CCPA grants California residents new rights when it comes to their data and privacy. Essentially, this group of consumers are now entitled to know what data businesses collect about them, where they received it, how they plan to use it, who they have shared it with, and if it will be sold.

Here’s are some take-aways of what fintechs need to know now that the new rule has taken hold:

What’s required of you

Essentially, California consumers have the right to receive a report of their personal information that a business has collected on them for the past year, the right to have that data deleted, and the right to limit the sale of their data to third parties.

All of this means that in addition to tracking consumer data, businesses are also responsible for reporting where the data came from and where it’s going.

CCPA may not apply to you

The state of California has almost 40 million residents, and if you’re conducing business in the U.S., you likely have clients there. And even if you don’t, CCPA grants the new privacy rights to all California residents as defined by income tax, even if they are not currently living in the Sunshine State. In contrast, those living in California but paying income tax in another state are not covered by CCPA.

That said, there’s still a chance CCPA won’t apply to you. Businesses with gross annual revenues less than $25 million, or those that deal with personal information of fewer than 50,000 consumers, or businesses that generate less than 50% of their annual revenue from selling consumers’ personal information are exempt.

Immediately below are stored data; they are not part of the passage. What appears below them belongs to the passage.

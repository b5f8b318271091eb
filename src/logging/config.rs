//! Configuration management for the logging system
//!
//! Handles loading logging configuration from TOML files and environment
//! variables.

use serde::{Deserialize, Serialize};
use std::collections::HashMap;
use std::path::Path;

use super::{LogFeature, LoggingError};

const VALID_LEVELS: [&str; 6] = ["OFF", "TRACE", "DEBUG", "INFO", "WARN", "ERROR"];

/// Main logging configuration structure
#[derive(Debug, Clone, PartialEq, Eq, Serialize, Deserialize)]
#[serde(default)]
pub struct LogConfig {
    /// General logging settings
    pub general: GeneralConfig,
    /// Console output configuration
    pub console: ConsoleConfig,
    /// Feature-specific log levels, keyed by feature name (`crm`, `store`, ...)
    pub features: HashMap<String, String>,
}

/// General logging configuration
#[derive(Debug, Clone, PartialEq, Eq, Serialize, Deserialize)]
#[serde(default)]
pub struct GeneralConfig {
    /// Default log level for all modules
    pub default_level: String,
}

/// Console output configuration
#[derive(Debug, Clone, PartialEq, Eq, Serialize, Deserialize)]
#[serde(default)]
pub struct ConsoleConfig {
    pub include_timestamp: bool,
    /// Include the log target (`referral_intake::crm`, ...)
    pub include_module: bool,
}

impl Default for LogConfig {
    fn default() -> Self {
        Self {
            general: GeneralConfig::default(),
            console: ConsoleConfig::default(),
            features: Self::default_features(),
        }
    }
}

impl Default for GeneralConfig {
    fn default() -> Self {
        Self {
            default_level: "INFO".to_string(),
        }
    }
}

impl Default for ConsoleConfig {
    fn default() -> Self {
        Self {
            include_timestamp: true,
            include_module: true,
        }
    }
}

impl LogConfig {
    /// Load configuration from a TOML file
    pub fn from_file<P: AsRef<Path>>(path: P) -> Result<Self, LoggingError> {
        let content = std::fs::read_to_string(path.as_ref()).map_err(LoggingError::Io)?;

        let mut config: LogConfig =
            toml::from_str(&content).map_err(|e| LoggingError::Parse(e.to_string()))?;

        config.apply_env_overrides();
        Ok(config)
    }

    /// Apply environment variable overrides to the configuration
    pub fn apply_env_overrides(&mut self) {
        if let Ok(level) = std::env::var("REFERRAL_LOG_LEVEL") {
            self.general.default_level = level.to_uppercase();
        }

        for (key, value) in std::env::vars() {
            if let Some(feature) = key.strip_prefix("REFERRAL_LOG_FEATURE_") {
                self.features
                    .insert(feature.to_lowercase(), value.to_uppercase());
            }
        }
    }

    /// Save configuration to a TOML file
    pub fn save_to_file<P: AsRef<Path>>(&self, path: P) -> Result<(), LoggingError> {
        let content =
            toml::to_string_pretty(self).map_err(|e| LoggingError::Serialize(e.to_string()))?;

        if let Some(parent) = path.as_ref().parent() {
            std::fs::create_dir_all(parent).map_err(LoggingError::Io)?;
        }

        std::fs::write(path, content).map_err(LoggingError::Io)?;
        Ok(())
    }

    /// Get default feature-specific log levels
    fn default_features() -> HashMap<String, String> {
        [
            (LogFeature::Crm, "INFO"),
            (LogFeature::Store, "WARN"),
            (LogFeature::Intake, "INFO"),
            (LogFeature::Notify, "INFO"),
        ]
        .into_iter()
        .map(|(feature, level)| (feature.config_key().to_string(), level.to_string()))
        .collect()
    }

    /// Validate the configuration
    pub fn validate(&self) -> Result<(), LoggingError> {
        if !VALID_LEVELS.contains(&self.general.default_level.as_str()) {
            return Err(LoggingError::InvalidLevel(
                self.general.default_level.clone(),
            ));
        }

        for (feature, level) in &self.features {
            if !VALID_LEVELS.contains(&level.as_str()) {
                return Err(LoggingError::InvalidFeatureLevel(
                    feature.clone(),
                    level.clone(),
                ));
            }
        }

        Ok(())
    }

    /// Builds an `env_logger` filter string such as
    /// `info,referral_intake::crm=debug`.
    pub fn filter_directives(&self) -> String {
        let mut directives = vec![self.general.default_level.to_lowercase()];
        let mut features: Vec<_> = self.features.iter().collect();
        features.sort();
        for (feature, level) in features {
            directives.push(format!(
                "{}::{}={}",
                super::TARGET_PREFIX,
                feature,
                level.to_lowercase()
            ));
        }
        directives.join(",")
    }
}

#[cfg(test)]
mod tests {
    use super::*;
    use tempfile::tempdir;

    #[test]
    fn test_default_config_is_valid() {
        let config = LogConfig::default();
        assert!(config.validate().is_ok());
        assert_eq!(config.general.default_level, "INFO");
        assert_eq!(config.features.get("crm").map(String::as_str), Some("INFO"));
    }

    #[test]
    fn test_invalid_feature_level() {
        let mut config = LogConfig::default();
        config
            .features
            .insert("crm".to_string(), "LOUD".to_string());
        assert!(matches!(
            config.validate(),
            Err(LoggingError::InvalidFeatureLevel(feature, _)) if feature == "crm"
        ));
    }

    #[test]
    fn test_filter_directives() {
        let mut config = LogConfig::default();
        config.features.clear();
        config
            .features
            .insert("store".to_string(), "DEBUG".to_string());
        assert_eq!(
            config.filter_directives(),
            "info,referral_intake::store=debug"
        );
    }

    #[test]
    fn test_toml_round_trip_through_file() {
        let dir = tempdir().unwrap();
        let path = dir.path().join("logging.toml");

        let mut config = LogConfig::default();
        config.general.default_level = "WARN".to_string();
        config.save_to_file(&path).unwrap();

        let loaded = LogConfig::from_file(&path).unwrap();
        assert_eq!(loaded.general.default_level, "WARN");
        assert_eq!(loaded.features, config.features);
    }

    #[test]
    fn test_partial_toml_uses_defaults() {
        let loaded: LogConfig = toml::from_str("[general]\ndefault_level = \"DEBUG\"\n").unwrap();
        assert_eq!(loaded.general.default_level, "DEBUG");
        assert!(loaded.console.include_timestamp);
        assert!(loaded.features.contains_key("notify"));
    }
}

Heads up: you could be sued

Data breaches are generally always costly, and CCPA will add to the expense. If a consumer notifies a business that it has improperly handled their data and the business doesn’t rectify the issue within 30 days, the consumer has a right to sue for damages in the amount of $100 to $750 per incident, injunctive or declaratory relief, or another option deemed suitable by the court.

On top of that, if a business experiences a data breach, sells consumer data without permission, or retains data after the consumer requested it to be deleted, the Attorney General has a right to charge violators $2500 to $7500 for each consumer data file involved.

CCPA may go federal

As you plan out methodologies to document data collection, usage, and distribution, don’t limit your systems to Californians. The privacy act may eventually be escalated to the federal level so plan your data protocol around all of your U.S. clients.

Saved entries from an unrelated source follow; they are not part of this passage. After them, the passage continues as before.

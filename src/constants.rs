/// Common constants used across the referral intake crate.
///
/// These defaults are used for configuration when explicit values are not
/// provided.
use std::time::Duration;

/// Cached CRM sessions older than this are re-authenticated. Kept below the
/// provider's ~60 minute token lifetime.
pub const SESSION_SOFT_TTL: Duration = Duration::from_secs(50 * 60);

/// Lifetime of the signed JWT assertion exchanged at the token endpoint.
pub const ASSERTION_LIFETIME_SECS: i64 = 5 * 60;

/// Default per-call deadline for CRM requests.
pub const DEFAULT_CRM_TIMEOUT_SECS: u64 = 20;

/// Upper bound accepted for any configured network timeout.
pub const MAX_TIMEOUT_SECS: u64 = 300;

pub const DEFAULT_CRM_API_VERSION: &str = "v59.0";
pub const DEFAULT_CRM_CASE_OBJECT: &str = "Referral__c";
pub const DEFAULT_CRM_LOGIN_URL: &str = "https://login.salesforce.com";

pub const DEFAULT_CONFIG_PATH: &str = "config/referral_config.json";
pub const CONFIG_PATH_ENV: &str = "REFERRAL_CONFIG";
pub const DEFAULT_STORAGE_PATH: &str = "data/referrals";
pub const DEFAULT_PUBLIC_BASE_URL: &str = "http://localhost:3000";

pub const DEFAULT_ORGANIZATION_NAME: &str = "Youth Referral Program";

/// Attempts made to find an unused referral number before giving up.
pub const REFERRAL_NUMBER_ATTEMPTS: usize = 5;

/// Inclusive upper bound of the risk score scale.
pub const MAX_RISK_LEVEL: u8 = 10;

/// Largest consent-proof file accepted at intake.
pub const MAX_PROOF_BYTES: usize = 10 * 1024 * 1024;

Just because you’re GDPR compliant doesn’t mean you comply with CCPA

The U.K.’s General Data Protection Regulations (GDPR) went into effect in May of 2018. But just because you’ve mastered your compliance strategy for GDPR doesn’t mean you can rest easy when it comes to CCPA.

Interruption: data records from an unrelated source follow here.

//! Email and SMS provider seams and the shipped implementations.
//!
//! * [`HttpEmailProvider`] / [`HttpSmsProvider`] - JSON over HTTP (`reqwest`)
//! * [`LogOnlyProvider`] - writes messages to the log, for development

use async_trait::async_trait;
use log::info;
use reqwest::{Client, Response};
use serde::{Deserialize, Serialize};
use uuid::Uuid;

use super::error::{NotificationError, ProviderError, ProviderErrorCode};
use crate::config::ProviderEndpoint;

/// An outgoing email.
#[derive(Debug, Clone, PartialEq, Eq)]
pub struct EmailMessage {
    pub to: String,
    pub subject: String,
    pub body: String,
}

/// An outgoing text message.
#[derive(Debug, Clone, PartialEq, Eq)]
pub struct SmsMessage {
    pub to: String,
    pub body: String,
}

/// Provider acknowledgement of an accepted message.
#[derive(Debug, Clone, PartialEq, Eq)]
pub struct SendReceipt {
    pub id: String,
}

#[async_trait]
pub trait EmailProvider: Send + Sync {
    async fn send(&self, message: &EmailMessage) -> Result<SendReceipt, ProviderError>;

    /// Provider name for logging.
    fn name(&self) -> &str;
}

#[async_trait]
pub trait SmsProvider: Send + Sync {
    async fn send(&self, message: &SmsMessage) -> Result<SendReceipt, ProviderError>;

    fn name(&self) -> &str;
}

#[derive(Debug, Serialize)]
struct EmailRequest<'a> {
    from: &'a str,
    to: &'a str,
    subject: &'a str,
    text: &'a str,
}

#[derive(Debug, Serialize)]
struct SmsRequest<'a> {
    from: &'a str,
    to: &'a str,
    text: &'a str,
}

#[derive(Debug, Deserialize)]
struct AcceptedResponse {
    #[serde(default)]
    id: Option<String>,
}

#[derive(Debug, Deserialize)]
struct ErrorResponse {
    #[serde(default)]
    code: Option<String>,
    #[serde(default)]
    message: Option<String>,
}

/// Shared JSON-over-HTTP plumbing.
struct HttpEndpoint {
    client: Client,
    endpoint: ProviderEndpoint,
}

impl HttpEndpoint {
    fn new(endpoint: ProviderEndpoint) -> Result<Self, NotificationError> {
        let client = Client::builder()
            .timeout(endpoint.timeout())
            .build()
            .map_err(|e| {
                NotificationError::Configuration(format!("Failed to create HTTP client: {}", e))
            })?;
        Ok(Self { client, endpoint })
    }

    async fn post<T: Serialize + ?Sized>(&self, body: &T) -> Result<SendReceipt, ProviderError> {
        let mut request = self.client.post(&self.endpoint.endpoint).json(body);
        if let Some(key) = self.endpoint.api_key.as_deref().filter(|k| !k.is_empty()) {
            request = request.bearer_auth(key);
        }
        let response = request
            .send()
            .await
            .map_err(|e| ProviderError::transport(e.to_string()))?;

        if !response.status().is_success() {
            return Err(error_from_response(response).await);
        }

        let accepted: AcceptedResponse = response
            .json()
            .await
            .unwrap_or(AcceptedResponse { id: None });
        Ok(SendReceipt {
            id: accepted.id.unwrap_or_else(|| Uuid::new_v4().to_string()),
        })
    }
}

async fn error_from_response(response: Response) -> ProviderError {
    let status = response.status().as_u16();
    let body = response.text().await.unwrap_or_default();
    let parsed = serde_json::from_str::<ErrorResponse>(&body).ok();

    let code = parsed
        .as_ref()
        .and_then(|p| p.code.as_deref())
        .and_then(ProviderErrorCode::from_code)
        .unwrap_or(match status {
            401 | 403 => ProviderErrorCode::Unauthorized,
            429 => ProviderErrorCode::RateLimited,
            _ => ProviderErrorCode::Rejected,
        });
    let message = parsed
        .and_then(|p| p.message)
        .unwrap_or_else(|| format!("HTTP {}: {}", status, body));
    ProviderError::new(code, message)
}

/// Email over a JSON HTTP API.
pub struct HttpEmailProvider {
    http: HttpEndpoint,
}

impl HttpEmailProvider {
    pub fn new(endpoint: ProviderEndpoint) -> Result<Self, NotificationError> {
        Ok(Self {
            http: HttpEndpoint::new(endpoint)?,
        })
    }
}

#[async_trait]
impl EmailProvider for HttpEmailProvider {
    async fn send(&self, message: &EmailMessage) -> Result<SendReceipt, ProviderError> {
        let body = EmailRequest {
            from: &self.http.endpoint.sender,
            to: &message.to,
            subject: &message.subject,
            text: &message.body,
        };
        self.http.post(&body).await
    }

    fn name(&self) -> &str {
        &self.http.endpoint.endpoint
    }
}

/// SMS over a JSON HTTP API.
pub struct HttpSmsProvider {
    http: HttpEndpoint,
}

impl HttpSmsProvider {
    pub fn new(endpoint: ProviderEndpoint) -> Result<Self, NotificationError> {
        Ok(Self {
            http: HttpEndpoint::new(endpoint)?,
        })
    }
}

#[async_trait]
impl SmsProvider for HttpSmsProvider {
    async fn send(&self, message: &SmsMessage) -> Result<SendReceipt, ProviderError> {
        let body = SmsRequest {
            from: &self.http.endpoint.sender,
            to: &message.to,
            text: &message.body,
        };
        self.http.post(&body).await
    }

    fn name(&self) -> &str {
        &self.http.endpoint.endpoint
    }
}

/// Logs every message instead of sending it.
#[derive(Debug, Default, Clone, Copy)]
pub struct LogOnlyProvider;

#[async_trait]
impl EmailProvider for LogOnlyProvider {
    async fn send(&self, message: &EmailMessage) -> Result<SendReceipt, ProviderError> {
        info!(
            target: "referral_intake::notify",
            "[log-only email] to={} subject={:?}\n{}",
            message.to,
            message.subject,
            message.body
        );
        Ok(SendReceipt {
            id: format!("log-{}", Uuid::new_v4()),
        })
    }

    fn name(&self) -> &str {
        "log-only"
    }
}

#[async_trait]
impl SmsProvider for LogOnlyProvider {
    async fn send(&self, message: &SmsMessage) -> Result<SendReceipt, ProviderError> {
        info!(
            target: "referral_intake::notify",
            "[log-only sms] to={} {}",
            message.to,
            message.body
        );
        Ok(SendReceipt {
            id: format!("log-{}", Uuid::new_v4()),
        })
    }

    fn name(&self) -> &str {
        "log-only"
    }
}

#[cfg(test)]
mod tests {
    use super::*;

    #[tokio::test]
    async fn test_log_only_provider_accepts_everything() {
        let provider = LogOnlyProvider;
        let receipt = EmailProvider::send(
            &provider,
            &EmailMessage {
                to: "parent@example.org".to_string(),
                subject: "Consent".to_string(),
                body: "Please sign".to_string(),
            },
        )
        .await
        .unwrap();
        assert!(receipt.id.starts_with("log-"));
    }

    #[test]
    fn test_http_provider_builds() {
        let provider = HttpEmailProvider::new(ProviderEndpoint {
            endpoint: "https://mail.example.org/v1/send".to_string(),
            api_key: Some("key".to_string()),
            sender: "intake@example.org".to_string(),
            timeout_seconds: 5,
        })
        .unwrap();
        assert_eq!(provider.name(), "https://mail.example.org/v1/send");
    }
}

On the contrary, there are a handful of differences between the two, as outlined by Pillsbury Law:

  • The coverage group
  • The privacy policy disclosures
  • The breadth of disclosure rights
  • The data disclosures and deadlines
  • The right to opt-out
  • The explicit protection against discrimination

For a more in-depth look into the differences, I highly recommend taking a look at Pillsbury Law’s piece.

Identity verification may be an issue

A user may request access to all of his data, but how do you ensure he is indeed who he says he is and not a criminal? Furthermore, how do you ensure he is a California resident?

According to IDology COO Christina Luttrell, “If GDPR is an indicator of how CCPA will unfold, then businesses need to consider how criminals can and will exploit subject access requests.”

Luttrell went on to explain, “The organizations that will be well positioned to complete CCPA-related requests are the ones that understand the facets of CCPA identity verification (IDV) and adopt IDV systems that scale and automate, are secure and easily integrated, and have multiple IDV methods that will satisfy consumer needs.”

You may be late but you’re not too late

In the event a business violates the CCPA, it has additional time before fines and enforcement take hold due to the 30 day period to cure noncompliance.

If a business can fix a problem with its privacy compliance and follow the procedures set forth in the law to do so, then they haven’t violated the law and will not be subject to a lawsuit for the failure to comply.